Meskipun Berbeda Perspektif, Badan Bahasa dan LIPI Justru Saling Melengkapi Upaya Pelindungan Bahasa Melalui Kajian Vitalitas Bahas
Ada anggapan masyarakat awam bahwa tugas pengkajian vitalitas bahasa yang dilakukan oleh Lembaga Ilmu Pengetahuan Indonesia (LIPI) dan Badan Pengembangan dan Pembinaan (Badan Bahasa), Kementerian Pendidikan dan Kebudayaan (Kemendikbud) mengalami tumpang tindih satu sama lain. Namun, hal yang tidak disadari oleh masyarakat awam adalah LIPI dan Badan Bahasa memiliki perspektif yang berbeda dalam pelaksanaan kajiannya sehingga anggapan tersebut tidaklah benar. Agar masyarakat lebih mengenal dan mendalami perspektif dalam melakukan kajian vitalitas bahasa, Badan Bahasa melalui Pusat Pengembangan dan Pelindungan Bahasa dan Sastra menyelenggarakan Seri Diskusi Daring Pelindungan Bahasa Sesi IV dengan tema “Kajian Vitalitas Bahasa dalam Berbagai Perspektif”. Kegiatan Rembuk Bahasa tersebut diadakan pada Senin, 6 Juli 2020 melalui aplikasi daring dan ditayangkan secara langsung melalui akun YouTube Badan Bahasa, Kemendikbud. Pembicara diskusi daring tersebut adalah Wati Kurniawati dari Badan Bahasa dan Dwi Purwoko dari LIPI. Sementara itu, moderator kegiatan tersebut adalah Suladi dari Badan Bahasa.

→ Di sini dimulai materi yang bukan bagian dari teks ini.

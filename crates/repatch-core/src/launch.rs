//! Worker process launch shape
//!
//! Both the patch worker and the merge subprocess are started as
//! `<program> -Drepatch.tmpdir=<dir> / --nice-name=<label> <entry> <args...>`
//! with optional heap-limit overrides in the environment.

use std::ffi::OsString;
use std::path::{Path, PathBuf};
use std::process::{ExitStatus, Stdio};

/// Property naming the worker's temporary directory
pub const TMPDIR_PROPERTY: &str = "repatch.tmpdir";

/// Classpath variable pointing the worker at the host executable
pub const CLASSPATH_ENV: &str = "CLASSPATH";

/// Preload variable for the heap-override shim
pub const PRELOAD_ENV: &str = "LD_PRELOAD";

/// Heap growth limit variable
pub const HEAP_GROWTH_LIMIT_ENV: &str = "REPATCH_HEAP_GROWTH_LIMIT";

/// Heap size variable
pub const HEAP_SIZE_ENV: &str = "REPATCH_HEAP_SIZE";

/// Exit code of a worker aborted for running out of memory
pub const OOM_EXIT_CODE: i32 = 134;

/// Description of a worker launch
#[derive(Debug, Clone)]
pub struct WorkerLaunch {
    program: PathBuf,
    entry: String,
    tmp_dir: PathBuf,
    nice_name: String,
    args: Vec<OsString>,
    classpath: Option<PathBuf>,
    heap_limit_mb: Option<u64>,
    heap_shim: Option<PathBuf>,
}

impl WorkerLaunch {
    /// Launch `program` running `entry`
    #[must_use]
    pub fn new(program: impl Into<PathBuf>, entry: impl Into<String>) -> Self {
        let entry = entry.into();
        Self {
            program: program.into(),
            nice_name: format!("repatch:{entry}"),
            entry,
            tmp_dir: std::env::temp_dir(),
            args: Vec::new(),
            classpath: None,
            heap_limit_mb: None,
            heap_shim: None,
        }
    }

    /// Temporary directory handed to the worker
    #[inline]
    #[must_use]
    pub fn with_tmp_dir(mut self, dir: impl Into<PathBuf>) -> Self {
        self.tmp_dir = dir.into();
        self
    }

    /// Process label
    #[inline]
    #[must_use]
    pub fn with_nice_name(mut self, name: impl Into<String>) -> Self {
        self.nice_name = name.into();
        self
    }

    /// Append an entry argument
    #[inline]
    #[must_use]
    pub fn arg(mut self, arg: impl Into<OsString>) -> Self {
        self.args.push(arg.into());
        self
    }

    /// Classpath value
    #[inline]
    #[must_use]
    pub fn with_classpath(mut self, path: impl Into<PathBuf>) -> Self {
        self.classpath = Some(path.into());
        self
    }

    /// Heap limit in MB, applied through `shim` when one is available
    #[inline]
    #[must_use]
    pub fn with_heap_limit(mut self, limit_mb: u64, shim: Option<PathBuf>) -> Self {
        self.heap_limit_mb = Some(limit_mb);
        self.heap_shim = shim;
        self
    }

    /// Program to execute
    #[inline]
    #[must_use]
    pub fn program(&self) -> &Path {
        &self.program
    }

    /// Full argument vector after the program
    #[must_use]
    pub fn argv(&self) -> Vec<OsString> {
        let mut tmp = OsString::from(format!("-D{TMPDIR_PROPERTY}="));
        tmp.push(self.tmp_dir.as_os_str());

        let mut argv = vec![
            tmp,
            OsString::from("/"),
            OsString::from(format!("--nice-name={}", self.nice_name)),
            OsString::from(&self.entry),
        ];
        argv.extend(self.args.iter().cloned());
        argv
    }

    /// Environment overrides
    ///
    /// The heap variables are only set together with the shim that enforces them.
    #[must_use]
    pub fn envs(&self) -> Vec<(&'static str, OsString)> {
        let mut envs = Vec::new();
        if let Some(classpath) = &self.classpath {
            envs.push((CLASSPATH_ENV, classpath.as_os_str().to_owned()));
        }
        if let (Some(limit), Some(shim)) = (self.heap_limit_mb, &self.heap_shim) {
            let value = OsString::from(heap_value(limit));
            envs.push((PRELOAD_ENV, shim.as_os_str().to_owned()));
            envs.push((HEAP_GROWTH_LIMIT_ENV, value.clone()));
            envs.push((HEAP_SIZE_ENV, value));
        }
        envs
    }

    /// Tokio command with piped stdio, killed when dropped
    #[must_use]
    pub fn command(&self) -> tokio::process::Command {
        let mut command = tokio::process::Command::new(&self.program);
        command
            .args(self.argv())
            .envs(self.envs())
            .stdin(Stdio::null())
            .stdout(Stdio::piped())
            .stderr(Stdio::piped())
            .kill_on_drop(true);
        command
    }
}

/// `"<N>M"`
#[must_use]
pub fn heap_value(limit_mb: u64) -> String {
    format!("{limit_mb}M")
}

/// Exit code of a finished process; termination by signal maps to `128 + signal`
#[must_use]
pub fn exit_code(status: ExitStatus) -> i32 {
    if let Some(code) = status.code() {
        return code;
    }
    #[cfg(unix)]
    {
        use std::os::unix::process::ExitStatusExt;
        if let Some(signal) = status.signal() {
            return 128 + signal;
        }
    }
    -1
}

/// `true` if an exit code denotes an out-of-memory abort
#[inline]
#[must_use]
pub fn is_out_of_memory(code: i32) -> bool {
    code == OOM_EXIT_CODE
}

#[cfg(test)]
mod tests {
    use super::*;
    use pretty_assertions::assert_eq;

    #[test]
    fn argv_shape() {
        let launch = WorkerLaunch::new("/opt/repatch-worker", "patcher")
            .with_tmp_dir("/cache")
            .with_nice_name("com.example:Patcher")
            .arg("/cache/worker.sock");

        assert_eq!(
            launch.argv(),
            vec![
                OsString::from("-Drepatch.tmpdir=/cache"),
                OsString::from("/"),
                OsString::from("--nice-name=com.example:Patcher"),
                OsString::from("patcher"),
                OsString::from("/cache/worker.sock"),
            ]
        );
    }

    #[test]
    fn heap_env_requires_shim() {
        let without = WorkerLaunch::new("w", "merge").with_heap_limit(700, None);
        assert!(without.envs().is_empty());

        let with = WorkerLaunch::new("w", "merge")
            .with_classpath("/opt/repatch")
            .with_heap_limit(700, Some(PathBuf::from("/opt/libheap.so")));
        let names: Vec<_> = with.envs().into_iter().map(|(name, value)| (name, value.into_string().unwrap())).collect();
        assert_eq!(
            names,
            vec![
                (CLASSPATH_ENV, "/opt/repatch".to_string()),
                (PRELOAD_ENV, "/opt/libheap.so".to_string()),
                (HEAP_GROWTH_LIMIT_ENV, "700M".to_string()),
                (HEAP_SIZE_ENV, "700M".to_string()),
            ]
        );
    }

    #[cfg(unix)]
    #[test]
    fn signal_maps_to_128_plus() {
        use std::os::unix::process::ExitStatusExt;
        assert_eq!(exit_code(ExitStatus::from_raw(6)), OOM_EXIT_CODE);
        assert_eq!(exit_code(ExitStatus::from_raw(3 << 8)), 3);
        assert!(is_out_of_memory(exit_code(ExitStatus::from_raw(6))));
    }
}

Pemaparan pertama disampaikan oleh Dwi Purwoko dari LIPI. Dalam kesempatan tersebut, Dwi Purwoko membagikan pengalamannya dalam melakukan kajian vitalitas bahasa Pagu di Kabupaten Halmahera Utara, Provinsi Maluku Utara. Pengalaman tersebut diperolehnya dengan berkolaborasi bersama dosen dari Universitas Indonesia, yaitu Multamia Lauder dan alm. Benny Hoed. Pelaksanaan kajian vitalitas bahasa Pagu dilakukan secara kualitatif melalui wawancara dan diskusi kelompok terpumpun (DKT) di lapangan. Meskipun kajian vitalitas bahasa Pagu menggunakan indikator dari UNESCO, hal lain yang lebih luas cakupannya pun tidak luput dari pengamatan. Mulai dari masalah nilai sosial, kebijakan politik setempat, peran sistem adat, hingga faktor ekonomi-budaya masyarakat. Semua hal yang berkaitan dengan pemakaian bahasa Pagu, khususnya faktor eksternal, digali secara mendalam untuk mengetahui akar permasalahan dan solusi dari permasalahan tersebut.

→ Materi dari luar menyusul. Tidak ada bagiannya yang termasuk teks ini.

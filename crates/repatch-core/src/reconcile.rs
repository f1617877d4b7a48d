//! Patch progress reconciliation
//!
//! The patch engine reports per-patch outcomes possibly out of order and
//! possibly skipping indices. [`PatchProgress`] turns those notifications into
//! a strictly increasing `Started(i) → Completed(i)` stream:
//!
//! - stale notifications (index below the cursor) are ignored
//! - skipped indices are resolved as `Started` + `Completed` in order
//! - a failure emits `Failed(ExecutePatch(i))` and aborts the session
//! - after each success the next index is started pre-emptively

use crate::events::EventSink;
use crate::progress::{ProgressEvent, RemoteError, StepId};
use std::collections::HashSet;

/// A patch reported failure; the session must abort
#[derive(Debug, Clone, thiserror::Error)]
#[error("patch \"{name}\" failed: {error}")]
pub struct PatchFailure {
    /// 0-based index in caller order
    pub index: usize,
    /// Patch name
    pub name: String,
    /// Failure record reported by the engine
    pub error: RemoteError,
}

/// Per-session reconciliation state
#[derive(Debug)]
pub struct PatchProgress {
    names: Vec<String>,
    started: HashSet<usize>,
    next_index: usize,
    sink: EventSink,
}

impl PatchProgress {
    /// Begin tracking `names`; emits `Started(ExecutePatch(0))` when non-empty
    #[must_use]
    pub fn begin(names: Vec<String>, sink: EventSink) -> Self {
        let mut progress = Self {
            names,
            started: HashSet::new(),
            next_index: 0,
            sink,
        };
        if !progress.names.is_empty() {
            progress.start(0);
        }
        progress
    }

    /// Number of patches tracked
    #[inline]
    #[must_use]
    pub fn total(&self) -> usize {
        self.names.len()
    }

    /// Lowest unresolved index
    #[inline]
    #[must_use]
    pub fn next_index(&self) -> usize {
        self.next_index
    }

    /// `true` once every index is resolved
    #[inline]
    #[must_use]
    pub fn is_complete(&self) -> bool {
        self.next_index >= self.names.len()
    }

    /// Apply an engine notification for patch `index`
    ///
    /// # Errors
    /// Returns [`PatchFailure`] when the notification reports a failure. The
    /// caller must abort the session without producing output.
    pub fn record(&mut self, index: usize, outcome: Result<(), RemoteError>) -> Result<(), PatchFailure> {
        if index < self.next_index {
            tracing::debug!("Ignoring stale notification for patch #{}", index);
            return Ok(());
        }
        if index >= self.names.len() {
            tracing::warn!(
                "Ignoring notification for patch #{} (only {} selected)",
                index,
                self.names.len()
            );
            return Ok(());
        }

        for skipped in self.next_index..index {
            self.start(skipped);
            tracing::info!("{} succeeded", self.names[skipped]);
            self.sink.emit(ProgressEvent::completed(StepId::ExecutePatch(skipped)));
        }
        self.start(index);

        match outcome {
            Err(error) => {
                let name = self.names[index].clone();
                tracing::error!("{} failed: {}", name, error);
                self.sink.emit(ProgressEvent::failed(
                    Some(StepId::ExecutePatch(index)),
                    error.clone(),
                ));
                self.next_index = index;
                Err(PatchFailure { index, name, error })
            }
            Ok(()) => {
                tracing::info!("{} succeeded", self.names[index]);
                self.sink.emit(ProgressEvent::completed(StepId::ExecutePatch(index)));
                self.next_index = index + 1;
                if self.next_index < self.names.len() {
                    self.start(self.next_index);
                }
                Ok(())
            }
        }
    }

    /// Resolve every remaining index as succeeded
    ///
    /// Called once the engine has finished without error.
    pub fn finish(&mut self) {
        while self.next_index < self.names.len() {
            let index = self.next_index;
            self.start(index);
            tracing::info!("{} succeeded", self.names[index]);
            self.sink.emit(ProgressEvent::completed(StepId::ExecutePatch(index)));
            self.next_index += 1;
        }
    }

    fn start(&mut self, index: usize) {
        if self.started.insert(index) {
            self.sink.emit(ProgressEvent::started(StepId::ExecutePatch(index)));
        }
    }
}

#[cfg(test)]
mod tests {
    use super::*;
    use pretty_assertions::assert_eq;

    fn names(count: usize) -> Vec<String> {
        (0..count).map(|i| format!("patch-{i}")).collect()
    }

    fn started(i: usize) -> ProgressEvent {
        ProgressEvent::started(StepId::ExecutePatch(i))
    }

    fn completed(i: usize) -> ProgressEvent {
        ProgressEvent::completed(StepId::ExecutePatch(i))
    }

    #[test]
    fn empty_list_emits_nothing() {
        let (sink, log) = EventSink::recorder();
        let mut progress = PatchProgress::begin(Vec::new(), sink);
        progress.finish();
        assert!(log.snapshot().is_empty());
        assert!(progress.is_complete());
    }

    #[test]
    fn in_order_notifications() {
        let (sink, log) = EventSink::recorder();
        let mut progress = PatchProgress::begin(names(2), sink);
        progress.record(0, Ok(())).unwrap();
        progress.record(1, Ok(())).unwrap();

        assert_eq!(
            log.snapshot(),
            vec![started(0), completed(0), started(1), completed(1)]
        );
    }

    #[test]
    fn skipped_indices_are_filled_in_order() {
        let (sink, log) = EventSink::recorder();
        let mut progress = PatchProgress::begin(names(4), sink);
        progress.record(2, Ok(())).unwrap();

        assert_eq!(
            log.snapshot(),
            vec![
                started(0),
                completed(0),
                started(1),
                completed(1),
                started(2),
                completed(2),
                started(3),
            ]
        );
        assert_eq!(progress.next_index(), 3);
    }

    #[test]
    fn stale_notification_is_ignored() {
        let (sink, log) = EventSink::recorder();
        let mut progress = PatchProgress::begin(names(3), sink);
        progress.record(1, Ok(())).unwrap();
        let before = log.snapshot().len();

        progress.record(0, Err(RemoteError::new("Late", "ignored"))).unwrap();
        assert_eq!(log.snapshot().len(), before);
    }

    #[test]
    fn failure_aborts_with_failed_event() {
        let (sink, log) = EventSink::recorder();
        let mut progress = PatchProgress::begin(names(3), sink);
        let failure = progress
            .record(1, Err(RemoteError::new("Boom", "bad entry")))
            .unwrap_err();

        assert_eq!(failure.index, 1);
        assert_eq!(failure.name, "patch-1");
        let events = log.snapshot();
        assert_eq!(&events[..3], &[started(0), completed(0), started(1)]);
        assert!(matches!(
            &events[3],
            ProgressEvent::Failed { step: Some(StepId::ExecutePatch(1)), .. }
        ));
        assert_eq!(events.len(), 4);
    }

    #[test]
    fn finish_resolves_the_rest() {
        let (sink, log) = EventSink::recorder();
        let mut progress = PatchProgress::begin(names(3), sink);
        progress.record(0, Ok(())).unwrap();
        progress.finish();

        assert_eq!(
            log.snapshot(),
            vec![
                started(0),
                completed(0),
                started(1),
                completed(1),
                started(2),
                completed(2),
            ]
        );
        assert!(progress.is_complete());
    }
}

“Sesuai dengan tugas pokok dan fungsi dari LIPI yang di dalamnya terdapat Pusat Penelitian Masyarakat dan Kebudayaan, kajian vitalitas bahasa Pagu lebih berfokus pada konteks masyarakat dan budaya yang cakupannya lebih luas dibandingkan dengan ilmu bahasa itu sendiri. Dapat dikatakan bahwa kajian vitalitas bahasa Pagu merupakan kajian kebijakan strategis bidang kebudayaan yang memuat permasalahan marginalisasi bahasa dan komunitas Pagu di Halmahera Utara. Hal itu terjadi karena bahasa erat kaitannya dengan masyarakat dan budaya adat sehingga berbagai faktor di luar bahasa juga penting dan menarik untuk didokumentasikan secara detail dan mendalam,” tutur Dwi Purwoko.

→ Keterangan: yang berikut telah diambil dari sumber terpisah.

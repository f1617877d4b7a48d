//! Worker side of the isolated runtime
//!
//! Connects to the host, introduces itself with this binary's build id and
//! runs at most one pipeline. Log lines and progress events go back over the
//! connection; the outcome is reported once as `finished`. An `exit` from the
//! host at any point abandons the session.

use crate::error::{ProtocolError, RuntimeError};
use crate::logging;
use crate::pipeline::run_pipeline;
use crate::protocol::{write_frame, FrameReader, HostMessage, WorkerMessage};
use crate::BUILD_ID;
use repatch_core::launch::{HEAP_SIZE_ENV, TMPDIR_PROPERTY};
use repatch_core::EventSink;
use std::path::{Path, PathBuf};
use tokio::io::{AsyncBufRead, AsyncWrite, BufReader};
use tokio::net::UnixStream;
use tokio::sync::mpsc;

/// Parsed worker command line
///
/// `-D<property>=<value> / --nice-name=<label> <entry> [args…]`
#[derive(Debug, Clone, PartialEq, Eq)]
pub struct WorkerArgs {
    /// Temporary directory handed down by the host
    pub tmp_dir: Option<PathBuf>,
    /// Process label
    pub nice_name: Option<String>,
    /// Entry to run
    pub entry: String,
    /// Entry arguments
    pub args: Vec<String>,
}

impl WorkerArgs {
    /// Parse arguments following the program name
    ///
    /// # Errors
    /// [`RuntimeError::Config`] when no entry is named.
    pub fn parse<I>(args: I) -> Result<Self, RuntimeError>
    where
        I: IntoIterator<Item = String>,
    {
        let property = format!("-D{TMPDIR_PROPERTY}=");
        let mut tmp_dir = None;
        let mut nice_name = None;
        let mut args = args.into_iter();

        let entry = loop {
            let Some(arg) = args.next() else {
                return Err(RuntimeError::Config("no worker entry given".into()));
            };
            if let Some(dir) = arg.strip_prefix(&property) {
                tmp_dir = Some(PathBuf::from(dir));
            } else if let Some(name) = arg.strip_prefix("--nice-name=") {
                nice_name = Some(name.to_string());
            } else if arg == "/" || arg.starts_with("-D") {
                continue;
            } else {
                break arg;
            }
        };

        Ok(Self {
            tmp_dir,
            nice_name,
            entry,
            args: args.collect(),
        })
    }
}

/// Run the patch worker against the host listening on `endpoint`
///
/// # Errors
/// The host cannot be reached or the connection breaks before `start`.
pub async fn run(endpoint: &Path) -> Result<(), RuntimeError> {
    let stream = UnixStream::connect(endpoint).await?;
    let (read, write) = stream.into_split();

    let (outbox, inbox) = mpsc::unbounded_channel();
    let writer = tokio::spawn(drain(write, inbox));
    logging::init_worker(outbox.clone());

    let _ = outbox.send(WorkerMessage::Hello {
        build_id: BUILD_ID.to_string(),
        pid: std::process::id(),
    });
    log_memory_limit();

    let mut reader = FrameReader::new(BufReader::new(read));
    let outcome = serve(&mut reader, &outbox).await;
    // The logging layer holds a sender, so the writer never drains by itself.
    writer.abort();
    outcome
}

/// Serve one session from `reader`, replying through `outbox`
///
/// # Errors
/// Protocol failure before the session starts. Pipeline failures are
/// reported to the host, not returned.
pub async fn serve<R>(reader: &mut FrameReader<R>, outbox: &mpsc::UnboundedSender<WorkerMessage>) -> Result<(), RuntimeError>
where
    R: AsyncBufRead + Unpin,
{
    let parameters = match reader.next::<HostMessage>().await? {
        Some(HostMessage::Start { parameters }) => parameters,
        Some(HostMessage::Exit) | None => {
            tracing::debug!("Host asked to exit before starting");
            return Ok(());
        }
    };

    let events = outbox.clone();
    let sink = EventSink::new(move |event| {
        let _ = events.send(WorkerMessage::Event { event });
    });

    let outcome = tokio::select! {
        outcome = run_pipeline(&parameters, &sink) => outcome,
        exit = wait_for_exit(reader) => {
            if let Err(err) = exit {
                tracing::warn!("Lost connection to host: {}", err);
            }
            tracing::info!("Abandoning patch session");
            return Ok(());
        }
    };

    if let Err(err) = &outcome {
        tracing::error!("Patching failed: {}", err);
    }
    let _ = outbox.send(WorkerMessage::Finished {
        error: outcome.err().map(|err| err.to_remote()),
    });

    if let Err(err) = wait_for_exit(reader).await {
        tracing::debug!("Connection closed before exit: {}", err);
    }
    Ok(())
}

async fn wait_for_exit<R: AsyncBufRead + Unpin>(reader: &mut FrameReader<R>) -> Result<(), ProtocolError> {
    loop {
        match reader.next::<HostMessage>().await? {
            Some(HostMessage::Exit) | None => return Ok(()),
            Some(HostMessage::Start { .. }) => tracing::warn!("Ignoring start while a session is running"),
        }
    }
}

async fn drain<W: AsyncWrite + Unpin>(mut writer: W, mut inbox: mpsc::UnboundedReceiver<WorkerMessage>) {
    while let Some(message) = inbox.recv().await {
        if write_frame(&mut writer, &message).await.is_err() {
            break;
        }
    }
}

fn log_memory_limit() {
    match std::env::var(HEAP_SIZE_ENV) {
        Ok(limit) => tracing::info!("Memory limit: {}", limit.replace('M', "MB")),
        Err(_) => tracing::debug!("Memory limit: unbounded"),
    }
}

Berikutnya, Wati Kurniawati menjelaskan konsep kajian vitalitas bahasa secara umum, berbagai perspektif kajian vitalitas bahasa, dan berbagi pengalaman dalam melakukan kajian vitalitas bahasa Retta di Kabupaten Alor, Provinsi Nusa Tengga Timur. Konsep umum yang perlu diketahui adalah kajian vitalitas bahasa yang dilakukan Badan Bahasa, Kemendikbud, lebih ditekankan pada penentuan status bahasa ke dalam beberapa tingkatan kategori mulai dari aman, rentan, mengalami kemunduran, terancam, kritis, hingga punah. Beberapa tingkatan kategori itu ditentukan secara kuantitatif dan kualitatif. Penentuan itulah yang membedakan kajian vitalitas bahasa antara Badan Bahasa dan lembaga lainnya, seperti UNESCO dan SIL. Selain itu, jangkauan penentuan status bahasanya juga berbeda sehingga tidak mengherankan apabila tingkatan status dan cara penggolongannya pun berbeda. Dalam hal ini, Badan Bahasa hanya berfokus pada penentuan status bahasa-bahasa di Indonesia, sedangkan UNESCO dan SIL, yang juga memiliki tingkatan status bahasa, memiliki jangkauan lebih luas pada bahasa-bahasa di dunia.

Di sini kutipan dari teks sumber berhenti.